November 20, 2013 Leave a comment Go to comments

Experts recently discussed the stability and sustainability of the multifamily real estate market on the “Commercial Real Estate Show,” agreeing that the market will continue to grow at a moderate pace. Millennials who are entering the job market that seek mobility are expected to keep rents tight while many voiced the opinion that there is no fear of overbuilding in the sector. The experts noted that growth is slowing, but moderation is also a good sign that things will continue to improve rather than bubbling and crashing. For more on this continue reading the following article from National Real Estate Investor

The multifamily market, the so-called darling of  commercial real estate, isn’t losing that title any time soon. The third  quarter demonstrated once again how stable the sector is, as occupancy  held steady and rents continued to rise, albeit at a more normal pace.

Those were a few of the points made during the most recent episode of  the “Commercial Real Estate Show.” My guests and I discussed the factors  affecting the sector, property-level performance expectations and investment strategies for this point in the cycle.

Millennials enter the job market

The continuously improving economy and job market are sustaining the  multifamily market’s success. “The people who are getting jobs are the  young professionals that typically rent an apartment instead of buying a  house,” said Ernie Eden, vice president of Bull Realty’s Apartment  Group.

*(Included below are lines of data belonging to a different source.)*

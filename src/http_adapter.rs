//! [`CorsRequest`], [`CorsResponse`] and [`Exchange`] for the `http` crate.

use crate::exchange::{CorsRequest, CorsResponse, Exchange};
use crate::headers::merge_vary;
use http::header::{HeaderName, HeaderValue, VARY};
use http::{HeaderMap, Request, Response, StatusCode};
use tracing::warn;

fn read_header<'a>(headers: &'a HeaderMap, name: &str) -> Option<&'a str> {
    headers.get(name).and_then(|value| value.to_str().ok())
}

fn parse_header(name: &str, value: &str) -> Option<(HeaderName, HeaderValue)> {
    match (
        HeaderName::from_bytes(name.as_bytes()),
        HeaderValue::from_str(value),
    ) {
        (Ok(name), Ok(value)) => Some((name, value)),
        _ => {
            warn!(header = name, value, "dropping CORS header that is not valid HTTP");
            None
        }
    }
}

fn write_header(headers: &mut HeaderMap, name: &str, value: &str) {
    if let Some((name, value)) = parse_header(name, value) {
        headers.insert(name, value);
    }
}

/// Whether a `Vary` field line already lists `value` or `*`.
fn vary_line_covers(line: &HeaderValue, value: &str) -> bool {
    line.as_bytes()
        .split(|byte| *byte == b',')
        .map(<[u8]>::trim_ascii)
        .any(|entry| entry == b"*" || entry.eq_ignore_ascii_case(value.as_bytes()))
}

/// Adds `value` to the `Vary` field lines on `headers`.
///
/// Text lines are folded into one line. When any line is not UTF-8 the
/// existing lines are left untouched and `value` goes on a line of its own.
fn append_vary_lines(headers: &mut HeaderMap, value: &str) {
    let value = value.trim();
    if value.is_empty() {
        return;
    }

    let lines = headers.get_all(VARY);
    if lines.iter().any(|line| vary_line_covers(line, value)) {
        return;
    }

    let text: Option<Vec<&str>> = lines
        .iter()
        .map(|line| line.to_str().ok().map(str::trim))
        .collect();

    match text {
        Some(parts) => {
            let joined = parts
                .into_iter()
                .filter(|part| !part.is_empty())
                .collect::<Vec<_>>()
                .join(", ");
            let merged = merge_vary(Some(&joined), value);
            write_header(headers, VARY.as_str(), &merged);
        }
        None => {
            if let Some((name, value)) = parse_header(VARY.as_str(), value) {
                headers.append(name, value);
            }
        }
    }
}

impl<B> CorsRequest for Request<B> {
    fn method(&self) -> &str {
        Request::method(self).as_str()
    }

    fn header(&self, name: &str) -> Option<&str> {
        read_header(self.headers(), name)
    }
}

impl<B: Default> CorsResponse for Response<B> {
    fn header(&self, name: &str) -> Option<&str> {
        read_header(self.headers(), name)
    }

    fn set_header(&mut self, name: &str, value: &str) {
        write_header(self.headers_mut(), name, value);
    }

    fn append_vary(&mut self, value: &str) {
        append_vary_lines(self.headers_mut(), value);
    }

    fn end(&mut self, status: u16) {
        match StatusCode::from_u16(status) {
            Ok(status) => *self.status_mut() = status,
            Err(_) => warn!(status, "ignoring out-of-range status code"),
        }
        *self.body_mut() = B::default();
    }
}

/// An `http` request paired with the response being built for it.
#[derive(Debug)]
pub struct HttpExchange<ReqB, ResB> {
    pub request: Request<ReqB>,
    pub response: Response<ResB>,
}

impl<ReqB, ResB: Default> HttpExchange<ReqB, ResB> {
    /// Pairs `request` with a default `200 OK` response.
    pub fn new(request: Request<ReqB>) -> Self {
        Self {
            request,
            response: Response::new(ResB::default()),
        }
    }

    pub fn into_response(self) -> Response<ResB> {
        self.response
    }
}

impl<ReqB, ResB: Default> Exchange for HttpExchange<ReqB, ResB> {
    type Request = Request<ReqB>;
    type Response = Response<ResB>;

    fn request(&self) -> &Self::Request {
        &self.request
    }

    fn response_mut(&mut self) -> &mut Self::Response {
        &mut self.response
    }
}

#[cfg(test)]
#[path = "http_adapter_test.rs"]
mod http_adapter_test;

“Demographics are the key  factor driving the multifamily market,” said Jay Parsons, national  market analysis manager for Real Page Inc. “The Gen Y Millennial renters  will eventually buy homes, but not until later. They are getting  married later and prefer the mobility that living in a rental gives.”

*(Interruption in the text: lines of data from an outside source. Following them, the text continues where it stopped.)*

/// Borrowed view of the request fields the policy reads.
#[derive(Debug, Clone, Copy)]
pub struct RequestContext<'a> {
    pub method: &'a str,
    pub origin: Option<&'a str>,
    pub access_control_request_method: Option<&'a str>,
    pub access_control_request_headers: Option<&'a str>,
}

impl<'a> RequestContext<'a> {
    /// Origin of the request, with an empty header treated as missing.
    pub fn origin(&self) -> Option<&'a str> {
        self.origin.filter(|value| !value.is_empty())
    }

    pub fn is_preflight(&self) -> bool {
        self.method == crate::constants::method::OPTIONS
            && self
                .access_control_request_method
                .is_some_and(|value| !value.is_empty())
    }
}

#[cfg(test)]
#[path = "context_test.rs"]
mod context_test;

A large pipeline of upcoming college graduates will soon be looking for  apartments as well, Parsons added. “Apartment demand should be strong  during the next decade due to strong demographics.”

More normal occupancy and rent growth

The multifamily market is on pace for a similar year to 2012 in terms  of absorption and rental rates, Parsons said. In the third quarter,  47,000 units were absorbed nationwide for a year-to-date total of  163,000, he added. Rent grew by 1.1 percent quarter-over-quarter for  total rent growth of 3.2 percent year-to-date.

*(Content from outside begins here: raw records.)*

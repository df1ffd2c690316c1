use crate::constants::PREFLIGHT_STATUS;
use crate::context::RequestContext;
use crate::header_builder::HeaderBuilder;
use crate::headers::HeaderCollection;
use crate::options::{CorsOptions, ValidationError};
use crate::result::{CorsDecision, PreflightResult, SimpleResult};
use tracing::debug;

/// Core CORS policy engine that evaluates requests using [`CorsOptions`].
#[derive(Debug, Clone)]
pub struct Cors {
    options: CorsOptions,
}

impl Cors {
    pub fn new(options: CorsOptions) -> Result<Self, ValidationError> {
        options.validate()?;
        Ok(Self { options })
    }

    pub fn options(&self) -> &CorsOptions {
        &self.options
    }

    /// Decides which headers a request receives and whether it ends here.
    ///
    /// Requests without an `Origin` (or with an empty one) are not
    /// cross-origin and yield [`CorsDecision::NotApplicable`].
    pub fn check(&self, request: &RequestContext<'_>) -> CorsDecision {
        let Some(origin) = request.origin() else {
            debug!(method = request.method, "no Origin header, skipping CORS");
            return CorsDecision::NotApplicable;
        };

        let builder = HeaderBuilder::new(&self.options);
        let mut headers = HeaderCollection::with_estimate(6);
        headers.extend(builder.build_origin_headers(origin));
        headers.extend(builder.build_credentials_header());

        if request.is_preflight() {
            headers.extend(builder.build_methods_header());
            headers.extend(builder.build_allowed_headers(request));
            headers.extend(builder.build_max_age_header());

            debug!(
                origin,
                request_method = request.access_control_request_method,
                "answering CORS preflight"
            );
            CorsDecision::Preflight(PreflightResult {
                headers: headers.into_headers(),
                status: PREFLIGHT_STATUS,
            })
        } else {
            headers.extend(builder.build_exposed_headers());

            debug!(origin, method = request.method, "decorating cross-origin request");
            CorsDecision::Simple(SimpleResult {
                headers: headers.into_headers(),
            })
        }
    }
}

#[cfg(test)]
#[path = "cors_test.rs"]
mod cors_test;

“We are getting back to a more stable multifamily market,” Parsons  said. “We are going from a peak market to a more normal growth pattern.”  While class-A properties lead the way coming out of the recession,  class-B properties are experiencing an uptick in rents as well, he  added.

“Class-B properties, more  specifically our suburban portfolio, seem to have really accelerated  rent growth,” said Mike Altman, chief investment officer of Cortland  Partners. “Those markets have had less new construction, so demand that’s incrementally coming to the suburbs is pushing rents upward.”

The class-B and -C properties are where many investors see upside at  this point in the cycle. “Demand at the top end [class-A] is now full  and has started shifting toward the B and C properties. That’s led to  bigger rent growth in the middle and lower tiers of the market,” Parsons  said

Overbuilding? Not a fear here

While some fear overbuilding, Parsons said construction has essentially  flat-lined, and the overall current level is sustainable. The only  overbuilding concerns are relegated to specific markets,  even then only slowing absorption in those areas. “The problem is that  real estate is a ‘follow-the-leader’ business,” he said. “Everyone is  going into hot urban, core submarkets right now and targeting Gen Y  renters, so everyone is building the same thing.”

Some companies, like Cortland Partners, prefer to develop in secondary  markets to obtain what they believe is a sufficient return for the added  risk. “We are going into markets like Lake Charles, La.; Savannah, Ga.;  Fort Worth, Texas; and Birmingham, Ala., where we know we can create a  yield that is 250 basis points greater than the cap rate in the market,  which is a sufficient return,” Altman said.

Time to buy?

“This is a great time to buy apartments,” Eden said. “We are seeing people all over the country express interest in investing  in apartments, even if they haven’t before. Interest rates are  historically low. Buyers can purchase properties with cash and still  have time to reposition and refinance while interest rates are low.”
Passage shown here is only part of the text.